2. The fringe camera with stable imaging performance according to claim 1, wherein the photocathode P/C, the grid M, the first focusing electrode F ₁ , the first anode A ₁ , the second focusing electrode F ₂ , The second anode A ₂ and the phosphor screen P/S are sequentially arranged.
3. The image sensor with stable imaging performance according to claim 1, wherein the first switching power supply, the second switching power supply, the third switching power supply, the fourth switching power supply, and the fifth switching power supply are negative feedback type. Switching power supply.
4. The stripe camera with stable imaging performance according to claim 1, further comprising a power supply box for accommodating the independent regulated power supply unit;

   The first switching power supply, the second switching power supply, the third switching power supply, the fourth switching power supply, and the fifth switching power supply are placed in the power supply box.
5. The stripe camera with stable imaging performance according to claim 4, wherein the surface of the power supply box is covered with an electromagnetic shielding film for shielding an electromagnetic field, and the electromagnetic shielding film is grounded;

   A wiring hole for wiring is disposed on the electromagnetic shielding film.
6. The stripe camera with stable imaging performance according to claim 4, wherein the electromagnetic shielding film is a metal shielding film, and the metal shielding film is one of copper foil, aluminum foil, gold foil, silver foil, and iron foil. .
7. The fringe camera with stable imaging performance according to claim 1, wherein the stripe image tube includes an electromagnetic shielding barrel for shielding an electromagnetic field, the electromagnetic shielding barrel is nested in the stripe image tube, etc.

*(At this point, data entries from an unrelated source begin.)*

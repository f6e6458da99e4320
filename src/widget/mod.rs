//! Widget runtime: display instances driven by calculated settings.
//!
//! A widget consumes the values its calculated settings evaluate to and
//! renders them (here, holds them as typed display state). Widgets never
//! talk to datasources directly; the dashboard evaluates expressions and
//! forwards results through `on_calculated_value_changed`. Interactive
//! widgets emit [`WidgetEvent`]s back through an [`EventSink`].

pub mod builtin;

mod model;


pub use model::WidgetModel;

use serde_json::Value;
use tokio::sync::mpsc;

use crate::plugin::SettingsMap;

/// An action a widget asks the dashboard to perform.
#[derive(Debug, Clone, PartialEq)]
pub enum WidgetEvent {
    /// Push a value upstream into the named datasource.
    Write {
        datasource_name: String,
        value: Value,
    },
}

/// Handle a widget instance uses to request dashboard actions.
#[derive(Clone)]
pub struct EventSink {
    tx: mpsc::UnboundedSender<WidgetEvent>,
}

impl EventSink {
    pub(crate) fn new(tx: mpsc::UnboundedSender<WidgetEvent>) -> Self {
        Self { tx }
    }

    /// Ask the dashboard to write a value to a datasource.
    pub fn write(&self, datasource_name: impl Into<String>, value: Value) {
        let _ = self.tx.send(WidgetEvent::Write {
            datasource_name: datasource_name.into(),
            value,
        });
    }
}

/// Uniform contract for widget runtime variants.
///
/// All methods are synchronous; widgets hold display state and never do
/// I/O of their own. Instances are exclusively owned by one
/// [`WidgetModel`].
pub trait WidgetInstance: Send {
    /// The full settings map changed. Non-calculated settings (titles,
    /// units, thresholds) take effect here; calculated values arrive
    /// separately.
    fn on_settings_changed(&mut self, settings: &SettingsMap);

    /// A calculated setting produced a new value.
    fn on_calculated_value_changed(&mut self, setting_name: &str, value: Value);

    /// Vertical size in layout blocks. Most widgets occupy one block.
    fn height_blocks(&self) -> u32 {
        1
    }

    /// The hosting cell was resized. Widgets that precompute geometry
    /// react here; the default does nothing.
    fn on_size_changed(&mut self) {}

    /// User interaction (a toggle click, a button press) reached the
    /// widget. The default ignores it.
    fn handle_input(&mut self, _input: Value) {}

    /// Release any held state. No event may be emitted after this.
    fn on_dispose(&mut self) {}
}
//! Shared test utilities for Gridboard integration tests.
//!
//! Provides a probe widget that records forwarded calculated values and a
//! push datasource whose payloads the test controls directly.

#![allow(dead_code)]

use std::sync::{Arc, Mutex};

use async_trait::async_trait;
use gridboard::datasource::{DatasourceError, DatasourceInstance, UpdateSender};
use gridboard::plugin::{
    DatasourcePlugin, SettingDef, SettingKind, SettingsMap, WidgetPlugin,
};
use gridboard::widget::WidgetInstance;
use serde_json::Value;

/// Calculated values forwarded to probe widgets, in arrival order.
pub type ProbeLog = Arc<Mutex<Vec<(String, Value)>>>;

struct ProbeWidget {
    log: ProbeLog,
}

impl WidgetInstance for ProbeWidget {
    fn on_settings_changed(&mut self, _settings: &SettingsMap) {}

    fn on_calculated_value_changed(&mut self, setting_name: &str, value: Value) {
        self.log
            .lock()
            .unwrap()
            .push((setting_name.to_string(), value));
    }
}

/// A widget plugin with two calculated settings that records every value
/// forwarded to its instances.
pub fn probe_widget_plugin(log: ProbeLog) -> WidgetPlugin {
    WidgetPlugin::new(
        "probe",
        vec![
            SettingDef::new("value", SettingKind::Calculated),
            SettingDef::new("extra", SettingKind::Calculated),
        ],
        Box::new(move |_settings, _sink| {
            Ok(Box::new(ProbeWidget {
                log: Arc::clone(&log),
            }) as Box<dyn WidgetInstance>)
        }),
    )
}

/// Handle for pushing payloads into a running `push` datasource.
#[derive(Clone, Default)]
pub struct PushHandle {
    sender: Arc<Mutex<Option<UpdateSender>>>,
    pub writes: Arc<Mutex<Vec<Value>>>,
}

impl PushHandle {
    /// Emit a payload as if the datasource produced it.
    pub fn push(&self, payload: Value) {
        self.sender
            .lock()
            .unwrap()
            .as_ref()
            .expect("push datasource not instantiated")
            .send(payload);
    }
}

struct PushSource {
    handle: PushHandle,
}

#[async_trait]
impl DatasourceInstance for PushSource {
    async fn update_now(&mut self) {}

    async fn on_settings_changed(&mut self, _settings: SettingsMap) {}

    fn on_dispose(&mut self) {
        self.handle.sender.lock().unwrap().take();
    }

    async fn write_now(&mut self, value: Value) -> Result<(), DatasourceError> {
        self.handle.writes.lock().unwrap().push(value);
        Ok(())
    }

    fn supports_write(&self) -> bool {
        true
    }
}

/// A datasource plugin that emits only what the test pushes through the
/// handle, and records written values.
pub fn push_datasource_plugin(handle: PushHandle) -> DatasourcePlugin {
    DatasourcePlugin::new(
        "push",
        vec![],
        Box::new(move |_settings, sender| {
            *handle.sender.lock().unwrap() = Some(sender);
            Ok(Box::new(PushSource {
                handle: handle.clone(),
            }) as Box<dyn DatasourceInstance>)
        }),
    )
}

Inside the tube casing.
8. The fringe camera with stable imaging performance according to claim 7, wherein the electromagnetic shielding barrel is a permalloy barrel.
9. A fringe camera having stable imaging performance according to claim 1, further comprising a vacuum chamber for placing said stripe image tube;

   The stripe camera is one of an X-ray stripe camera, an ultraviolet stripe camera, a visible light stripe camera, and an infrared stripe camera.
10. A stripe camera system with stable imaging performance, comprising the stripe camera with stable imaging performance according to any one of claims 1-9, further comprising a CCD camera and a computer;

    An input end of the stripe camera receives an optical signal, and the CCD camera is disposed at an output end of the stripe camera for acquiring an image displayed on a screen P/S of the stripe camera; the CCD camera is connected to the computer And transmitting the acquired image to the computer.